_What is needed:_ Across the listing that follows, establish how many lines contain the string "match" and provide that number by itself.

==== Extracted information ====

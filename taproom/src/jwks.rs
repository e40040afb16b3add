//! The identity provider's published key set

use serde::{Deserialize, Serialize};

use crate::{jwk::Jwk, types::KeyId};

/// A JSON Web Key Set (JWKS)
///
/// Deserialization is lenient: entries that are not RSA verification keys
/// (other key types, missing components) are skipped with a warning rather
/// than failing the whole set, since providers routinely publish keys for
/// purposes this verifier does not care about.
#[derive(Clone, Debug, Default, PartialEq, Eq, Serialize, Deserialize)]
#[serde(from = "JwksDto")]
pub struct Jwks {
    keys: Vec<Jwk>,
}

impl Jwks {
    /// Adds a key to the set
    pub fn add_key(&mut self, key: Jwk) {
        self.keys.push(key);
    }

    /// A view of the keys in this set
    #[must_use]
    pub fn keys(&self) -> &[Jwk] {
        &self.keys
    }

    /// Finds the key whose ID exactly equals `kid`
    ///
    /// Matching is exact string equality and the first match wins. A
    /// duplicate `kid` in the set is a provider configuration anomaly; the
    /// first-seen entry is used deterministically.
    #[must_use]
    pub fn get_key(&self, kid: &KeyId) -> Option<&Jwk> {
        self.keys.iter().find(|k| k.key_id() == Some(kid))
    }
}

#[derive(Deserialize)]
struct JwksDto {
    keys: Vec<MaybeJwk>,
}

#[derive(Deserialize)]
#[serde(untagged)]
enum MaybeJwk {
    Jwk(Jwk),
    Unknown(UnknownKey),
}

#[derive(Deserialize)]
struct UnknownKey {
    #[serde(default)]
    kid: Option<KeyId>,
    #[serde(default)]
    kty: Option<String>,
}

impl From<JwksDto> for Jwks {
    fn from(dto: JwksDto) -> Self {
        let mut keys = Vec::with_capacity(dto.keys.len());

        for entry in dto.keys {
            match entry {
                MaybeJwk::Jwk(jwk) => keys.push(jwk),
                MaybeJwk::Unknown(key) => {
                    tracing::warn!(
                        jwk.kid = ?key.kid,
                        jwk.kty = ?key.kty,
                        "ignoring unusable JWKS entry"
                    );
                }
            }
        }

        Self { keys }
    }
}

====

_Output for this exercise:_ 2